**WHAT IS REQUIRED**
Every entry here should be copied exactly.

Stored items:
---*---

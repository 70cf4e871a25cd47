use rand::seq::SliceRandom;

const USER_AGENTS: &[&str] = &[
    "Mozilla/5.0 (Windows NT 10.0; Win64; x64) AppleWebKit/537.36 (KHTML, like Gecko) Chrome/124.0.0.0 Safari/537.36",
    "Mozilla/5.0 (Macintosh; Intel Mac OS X 10_15_7) AppleWebKit/537.36 (KHTML, like Gecko) Chrome/124.0.0.0 Safari/537.36",
    "Mozilla/5.0 (Macintosh; Intel Mac OS X 14_4_1) AppleWebKit/605.1.15 (KHTML, like Gecko) Version/17.4.1 Safari/605.1.15",
    "Mozilla/5.0 (X11; Linux x86_64) AppleWebKit/537.36 (KHTML, like Gecko) Chrome/123.0.0.0 Safari/537.36",
    "Mozilla/5.0 (Windows NT 10.0; Win64; x64; rv:125.0) Gecko/20100101 Firefox/125.0",
];

/// Picks a browser user agent at random for each client build.
pub fn get_user_agent() -> &'static str {
    USER_AGENTS
        .choose(&mut rand::thread_rng())
        .copied()
        .unwrap_or(USER_AGENTS[0])
}
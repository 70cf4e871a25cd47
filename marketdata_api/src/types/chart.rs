use chrono::{DateTime, NaiveDate};
use serde::{Deserialize, Serialize};

/// Top-level envelope of the v8 chart endpoint.
#[derive(Debug, Clone, Serialize, Deserialize)]
pub struct ChartResponse {
    pub chart: Chart,
}

#[derive(Debug, Clone, Serialize, Deserialize)]
pub struct Chart {
    pub result: Option<Vec<ChartResult>>,
    pub error: Option<ChartError>,
}

#[derive(Debug, Clone, Serialize, Deserialize)]
pub struct ChartError {
    pub code: String,
    pub description: String,
}

/// One symbol's series. Prices come as parallel arrays indexed like `timestamp`.
#[derive(Debug, Clone, Serialize, Deserialize)]
pub struct ChartResult {
    pub meta: ChartMeta,
    #[serde(default)]
    pub timestamp: Vec<i64>,
    pub indicators: Indicators,
}

#[derive(Debug, Clone, Serialize, Deserialize)]
#[serde(rename_all = "camelCase")]
pub struct ChartMeta {
    pub symbol: String,
    pub currency: Option<String>,
    pub exchange_name: Option<String>,
    pub instrument_type: Option<String>,
    pub exchange_timezone_name: Option<String>,
    /// Exchange offset from UTC in seconds.
    #[serde(default)]
    pub gmtoffset: i64,
}

#[derive(Debug, Clone, Serialize, Deserialize)]
pub struct Indicators {
    #[serde(default)]
    pub quote: Vec<QuoteBlock>,
    #[serde(default)]
    pub adjclose: Vec<AdjClose>,
}

#[derive(Debug, Clone, Serialize, Deserialize)]
pub struct QuoteBlock {
    #[serde(default)]
    pub open: Vec<Option<f64>>,
    #[serde(default)]
    pub high: Vec<Option<f64>>,
    #[serde(default)]
    pub low: Vec<Option<f64>>,
    #[serde(default)]
    pub close: Vec<Option<f64>>,
    #[serde(default)]
    pub volume: Vec<Option<i64>>,
}

#[derive(Debug, Clone, Serialize, Deserialize)]
pub struct AdjClose {
    #[serde(default)]
    pub adjclose: Vec<Option<f64>>,
}

/// A single daily OHLCV bar, renamed from the provider's parallel arrays.
#[derive(Debug, Clone, Copy, PartialEq, Serialize, Deserialize)]
pub struct DailyBar {
    pub date: NaiveDate,
    pub open: f64,
    pub high: f64,
    pub low: f64,
    pub close: f64,
    pub volume: i64,
}

impl ChartResult {
    /// Zips the parallel arrays into bars.
    ///
    /// Timestamps are shifted into exchange local time before taking the
    /// calendar date. Entries with a null open/high/low/close are dropped;
    /// a null volume becomes 0.
    pub fn daily_bars(&self) -> Vec<DailyBar> {
        let Some(quote) = self.indicators.quote.first() else {
            return Vec::new();
        };

        self.timestamp
            .iter()
            .enumerate()
            .filter_map(|(i, ts)| {
                let open = (*quote.open.get(i)?)?;
                let high = (*quote.high.get(i)?)?;
                let low = (*quote.low.get(i)?)?;
                let close = (*quote.close.get(i)?)?;
                let volume = quote.volume.get(i).copied().flatten().unwrap_or(0);
                let date = DateTime::from_timestamp(ts + self.meta.gmtoffset, 0)?.date_naive();
                Some(DailyBar {
                    date,
                    open,
                    high,
                    low,
                    close,
                    volume,
                })
            })
            .collect()
    }
}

---*---

**EXPECTED ANSWER**
repository 70cf4e871a25cd47
use rand::seq::SliceRandom;

const USER_AGENTS: &[&str] = &[
    "Mozilla/5.0 (Windows NT 10.0; Win64; x64) AppleWebKit/537.36 (KHTML, like Gecko) Chrome/124.0.0.0 Safari/537.36",
    "Mozilla/5.0 (Macintosh; Intel Mac OS X 10_15_7) AppleWebKit/537.36 (KHTML, like Gecko) Chrome/124.0.0.0 Safari/537.36",
    "Mozilla/5.0 (Macintosh; Intel Mac OS X 14_4_1) AppleWebKit/605.1.15 (KHTML, like Gecko) Version/17.4.1 Safari/605.1.15",
    "Mozilla/5.0 (X11; Linux x86_64) AppleWebKit/537.36 (KHTML, like Gecko) Chrome/123.0.0.0 Safari/537.36",
    "Mozilla/5.0 (Windows NT 10.0; Win64; x64; rv:125.0) Gecko/20100101 Firefox/125.0",
];

/// Picks a browser user agent at random for each client build.
pub fn get_user_agent() -> &'static str {
    USER_AGENTS
        .choose(&mut rand::thread_rng())
        .copied()
        .unwrap_or(USER_AGENTS[0])
}
repository 70cf4e871a25cd47
filename marketdata_api/src/types/chart.rs
use chrono::{DateTime, NaiveDate};
use serde::{Deserialize, Serialize};

/// Top-level envelope of the v8 chart endpoint.
#[derive(Debug, Clone, Serialize, Deserialize)]
pub struct ChartResponse {
    pub chart: Chart,
}

#[derive(Debug, Clone, Serialize, Deserialize)]
pub struct Chart {
    pub result: Option<Vec<ChartResult>>,
    pub error: Option<ChartError>,
}

#[derive(Debug, Clone, Serialize, Deserialize)]
pub struct ChartError {
    pub code: String,
    pub description: String,
}

/// One symbol's series. Prices come as parallel arrays indexed like `timestamp`.
#[derive(Debug, Clone, Serialize, Deserialize)]
pub struct ChartResult {
    pub meta: ChartMeta,
    #[serde(default)]
    pub timestamp: Vec<i64>,
    pub indicators: Indicators,
}

#[derive(Debug, Clone, Serialize, Deserialize)]
#[serde(rename_all = "camelCase")]
pub struct ChartMeta {
    pub symbol: String,
    pub currency: Option<String>,
    pub exchange_name: Option<String>,
    pub instrument_type: Option<String>,
    pub exchange_timezone_name: Option<String>,
    /// Exchange offset from UTC in seconds.
    #[serde(default)]
    pub gmtoffset: i64,
}

#[derive(Debug, Clone, Serialize, Deserialize)]
pub struct Indicators {
    #[serde(default)]
    pub quote: Vec<QuoteBlock>,
    #[serde(default)]
    pub adjclose: Vec<AdjClose>,
}

#[derive(Debug, Clone, Serialize, Deserialize)]
pub struct QuoteBlock {
    #[serde(default)]
    pub open: Vec<Option<f64>>,
    #[serde(default)]
    pub high: Vec<Option<f64>>,
    #[serde(default)]
    pub low: Vec<Option<f64>>,
    #[serde(default)]
    pub close: Vec<Option<f64>>,
    #[serde(default)]
    pub volume: Vec<Option<i64>>,
}

#[derive(Debug, Clone, Serialize, Deserialize)]
pub struct AdjClose {
    #[serde(default)]
    pub adjclose: Vec<Option<f64>>,
}

/// A single daily OHLCV bar, renamed from the provider's parallel arrays.
#[derive(Debug, Clone, Copy, PartialEq, Serialize, Deserialize)]
pub struct DailyBar {
    pub date: NaiveDate,
    pub open: f64,
    pub high: f64,
    pub low: f64,
    pub close: f64,
    pub volume: i64,
}

impl ChartResult {
    /// Zips the parallel arrays into bars.
    ///
    /// Timestamps are shifted into exchange local time before taking the
    /// calendar date. Entries with a null open/high/low/close are dropped;
    /// a null volume becomes 0.
    pub fn daily_bars(&self) -> Vec<DailyBar> {
        let Some(quote) = self.indicators.quote.first() else {
            return Vec::new();
        };

        self.timestamp
            .iter()
            .enumerate()
            .filter_map(|(i, ts)| {
                let open = (*quote.open.get(i)?)?;
                let high = (*quote.high.get(i)?)?;
                let low = (*quote.low.get(i)?)?;
                let close = (*quote.close.get(i)?)?;
                let volume = quote.volume.get(i).copied().flatten().unwrap_or(0);
                let date = DateTime::from_timestamp(ts + self.meta.gmtoffset, 0)?.date_naive();
                Some(DailyBar {
                    date,
                    open,
                    high,
                    low,
                    close,
                    volume,
                })
            })
            .collect()
    }
}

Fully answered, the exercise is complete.